Sassuolo-Milan: 4-3

Facile prendersela con Allegri adesso. Facile.
Io però sono almeno tre anni che me la prendo con lui per cui non ho alcun rimorso a insistere adesso. E’ ovvio, non è solo colpa sua. dietro alle colpe di Allegri ci sono anche le colpe di una società che non esiste più e di una rosa di giocatori totalmente inadeguata.
Ma se con la difesa più bucata di sempre (non ho statistiche alla mano, ma credo che il Milan non abbia mai preso 30 gol in un solo girone) si continua a cercare un centrocampista, quando è evidente che ci vorrebbero almeno tre difensori, la colpa di chi è?
Di chi fa il mercato, certo.

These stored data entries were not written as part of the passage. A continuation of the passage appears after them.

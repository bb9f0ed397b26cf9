use std::io::Write;
use std::path::Path;

use dbal::drivers::{InMemoryTestBackend, InMemoryTestResponseBuilder, TestResponse};
use dbal::error::{DbalError, ErrorInfo};
use dbal::{
    ConnectionParams, DatabaseDriver, Dialect, Driver, FetchMode, QueryOutcome, QueryParams,
    SqlValue, TxFailure, TxOutcome, ValueMap,
};

fn params() -> ConnectionParams {
    ConnectionParams::new("localhost", "cms", "secret", "site").with_prefix("fc_")
}

async fn open(backend: &InMemoryTestBackend) -> Driver<InMemoryTestBackend> {
    Driver::open(params(), backend.clone()).await.unwrap()
}

fn user_rows(ids: &[&str]) -> TestResponse {
    let mut builder = InMemoryTestResponseBuilder::new().columns(&["id", "name"]);
    for &id in ids {
        builder = builder.row(&[id, "Alice"]);
    }
    builder.build().into()
}

fn syntax_error() -> ErrorInfo {
    ErrorInfo::new("42000", "1064", "You have an error in your SQL syntax")
}

#[tokio::test]
async fn test_open_returns_connected_driver() {
    let backend = InMemoryTestBackend::new();
    let db = open(&backend).await;

    assert!(db.is_connected());
    assert_eq!(db.query_count(), 0);
    assert!(!db.in_transaction());
    assert_eq!(db.prefix(), "fc_");
    assert_eq!(db.charset(), "utf8");
    assert_eq!(backend.charset().as_deref(), Some("utf8"));
}

#[tokio::test]
async fn test_open_fails_when_connection_refused() {
    let backend = InMemoryTestBackend::new().refusing_connections();
    let err = Driver::open(params(), backend).await.err().unwrap();
    assert!(matches!(err, DbalError::ConnectionFailed(msg) if msg.contains("localhost")));
}

#[tokio::test]
async fn test_open_rejects_invalid_params() {
    let params = ConnectionParams::new("localhost", "", "secret", "site");
    let err = Driver::open(params, InMemoryTestBackend::new()).await.err().unwrap();
    assert!(matches!(err, DbalError::ConfigError(_)));
}

#[tokio::test]
async fn test_two_phase_construction() {
    let backend = InMemoryTestBackend::new();
    let mut db = Driver::new(params(), backend.clone());
    assert!(!db.is_connected());
    assert!(matches!(
        db.query("SELECT 1", None).await,
        Err(DbalError::NotConnected)
    ));

    db.connect().await.unwrap();
    db.query("SELECT 1", None).await.unwrap();
    assert_eq!(db.query_count(), 1);
}

#[tokio::test]
async fn test_query_interpolates_template() {
    let backend = InMemoryTestBackend::new().with_response(user_rows(&["5"]));
    let mut db = open(&backend).await;

    let vars = ValueMap::new().with("id", 5);
    let outcome = db
        .query("SELECT * FROM <PREFIX>users WHERE id={id}", Some(&vars))
        .await
        .unwrap();

    backend.assert_last_query("SELECT * FROM fc_users WHERE id=5");
    let mut result = outcome.into_result_set().unwrap();
    assert_eq!(result.num_rows().unwrap(), 1);
    assert_eq!(result.num_fields().unwrap(), 2);
    let row = result.fetch_assoc().unwrap().unwrap();
    assert_eq!(row["id"], Some("5".to_string()));
    assert_eq!(result.fetch_assoc().unwrap(), None);
}

#[tokio::test]
async fn test_query_without_vars_keeps_variable_placeholders() {
    let backend = InMemoryTestBackend::new();
    let mut db = open(&backend).await;

    let outcome = db.query("DELETE FROM <PREFIX>log WHERE id={id}", None).await.unwrap();

    assert!(matches!(outcome, QueryOutcome::Success));
    backend.assert_last_query("DELETE FROM fc_log WHERE id={id}");
}

#[tokio::test]
async fn test_query_count_includes_failed_statements() {
    let backend = InMemoryTestBackend::new().with_responses(vec![
        TestResponse::Affected(1),
        TestResponse::Error(syntax_error()),
        TestResponse::Affected(0),
    ]);
    let mut db = open(&backend).await;

    db.exec("UPDATE t SET a = 1", None).await.unwrap();
    assert_eq!(db.query_count(), 1);
    assert_eq!(db.error(), None);

    let err = db.exec("UPDATE t SET", None).await.unwrap_err();
    assert_eq!(err.error_info(), Some(&syntax_error()));
    assert_eq!(db.query_count(), 2);
    assert_eq!(db.error(), Some("1064"));
    assert_eq!(db.error_info().sqlstate, "42000");

    db.exec("UPDATE t SET a = 2", None).await.unwrap();
    assert_eq!(db.query_count(), 3);
    assert_eq!(db.error(), None);
    assert!(db.error_info().is_success());
}

#[tokio::test]
async fn test_successful_queries_are_counted() {
    let backend = InMemoryTestBackend::new();
    let mut db = open(&backend).await;

    for _ in 0..4 {
        db.query("SELECT 1", None).await.unwrap();
    }
    assert_eq!(db.query_count(), 4);
    backend.assert_query_count(4);
}

#[tokio::test]
async fn test_unencodable_variable_never_reaches_backend() {
    let backend = InMemoryTestBackend::new();
    let mut db = open(&backend).await;

    let vars = ValueMap::new().with("id", SqlValue::Null);
    let err = db.query("SELECT * FROM t WHERE id={id}", Some(&vars)).await.unwrap_err();

    assert!(matches!(err, DbalError::UnencodableValue(t) if t == "null"));
    assert_eq!(db.query_count(), 0);
    backend.assert_query_count(0);
}

#[tokio::test]
async fn test_select_one_matching_row() {
    let backend = InMemoryTestBackend::new().with_response(user_rows(&["1"]));
    let mut db = open(&backend).await;

    let params = QueryParams::new().where_("id = {id}").var("id", 1).limit("1");
    let mut result = db.select("users", "*", &params).await.unwrap();

    backend.assert_last_query("SELECT * FROM `fc_users` WHERE id = 1 LIMIT 1");
    assert_eq!(result.num_rows().unwrap(), 1);
    assert_eq!(
        result.fetch_row().unwrap(),
        Some(vec![Some("1".to_string()), Some("Alice".to_string())])
    );
    assert_eq!(result.fetch_row().unwrap(), None);
}

#[tokio::test]
async fn test_select_no_matching_row() {
    let backend = InMemoryTestBackend::new().with_response(user_rows(&[]));
    let mut db = open(&backend).await;

    let params = QueryParams::new().where_("id = {id}").var("id", 999).limit(1);
    let mut result = db.select("users", "*", &params).await.unwrap();

    assert_eq!(result.num_rows().unwrap(), 0);
    assert_eq!(result.fetch_row().unwrap(), None);
}

#[tokio::test]
async fn test_select_with_order_and_group() {
    let backend = InMemoryTestBackend::new();
    let mut db = open(&backend).await;

    let params = QueryParams::new()
        .where_("status = {status}")
        .var("status", "published")
        .group("author")
        .order("author ASC");
    db.select("pages", "author, COUNT(*) AS n", &params).await.unwrap();

    backend.assert_last_query(
        "SELECT author, COUNT(*) AS n FROM `fc_pages` WHERE status = 'published' \
         GROUP BY author ORDER BY author ASC",
    );
}

#[tokio::test]
async fn test_insert_id_after_insert_and_select() {
    let backend = InMemoryTestBackend::new().with_responses(vec![
        TestResponse::Affected(1),
        user_rows(&["1"]),
    ]);
    let mut db = open(&backend).await;

    let data = ValueMap::new().with("name", "Alice").with("active", true);
    let affected = db.insert("users", &data).await.unwrap();

    assert_eq!(affected, 1);
    backend.assert_last_query("INSERT INTO `fc_users` (`name`, `active`) VALUES ('Alice', 1)");
    assert_eq!(db.insert_id(), 1);

    db.select("users", "*", &QueryParams::new()).await.unwrap();
    assert_eq!(db.insert_id(), 0);
}

#[tokio::test]
async fn test_insert_id_is_zero_before_any_insert() {
    let backend = InMemoryTestBackend::new();
    let mut db = open(&backend).await;

    db.query("SELECT 1", None).await.unwrap();
    assert_eq!(db.insert_id(), 0);
}

#[tokio::test]
async fn test_update() {
    let backend = InMemoryTestBackend::new().with_response(TestResponse::Affected(2));
    let mut db = open(&backend).await;

    let data = ValueMap::new().with("title", "It's new");
    let params = QueryParams::new().where_("parent = {parent}").var("parent", 4).limit(2);
    let affected = db.update("pages", &data, &params).await.unwrap();

    assert_eq!(affected, 2);
    backend.assert_last_query(
        "UPDATE `fc_pages` SET `title` = 'It\\'s new' WHERE parent = 4 LIMIT 2",
    );
}

#[tokio::test]
async fn test_update_on_postgres_dialect() {
    let backend = InMemoryTestBackend::new()
        .with_dialect(Dialect::Postgres)
        .with_response(TestResponse::Affected(1));
    let mut db = open(&backend).await;

    let data = ValueMap::new().with("title", "It's new");
    let params = QueryParams::new().where_("id = {id}").var("id", 9).limit(1);
    db.update("pages", &data, &params).await.unwrap();

    backend.assert_last_query(
        "UPDATE \"fc_pages\" SET \"title\" = 'It''s new' WHERE ctid IN \
         (SELECT ctid FROM \"fc_pages\" WHERE id = 9 LIMIT 1)",
    );
}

Ma anche di chi dalla panchina non si sogna di dire niente, perché va tutto bene e l’importante è arrivare a giugno col culo ben saldo alla panchina.
Lo stesso che, con questa bella difesa che ci ritroviamo, l’unico difensore nuovo che abbiamo lo tiene vicino a sé in panca, perché va tutto bene così, no?
Per cui via Allegri, subito, e poi possibilmente via anche tutti gli altri.
Abbiamo preso 4 gol da una squadra che finora, in 18 partite, ne aveva fatti solo 17 e ne aveva subiti 38, e tutto questo dopo essere passati avanti di 2 gol.Per il resto sulla partita di stasera non c’è altro da dire.
Cacciamo Allegri e affidiamo la squadra a Inzaghi con due soli compiti: far giocare i giovani e salvarsi prima possibile. Poi l’anno prossimo di vedrà, ma se anche noi trovassimo un Tohir disposto a buttare un po’ di milioni ben venga.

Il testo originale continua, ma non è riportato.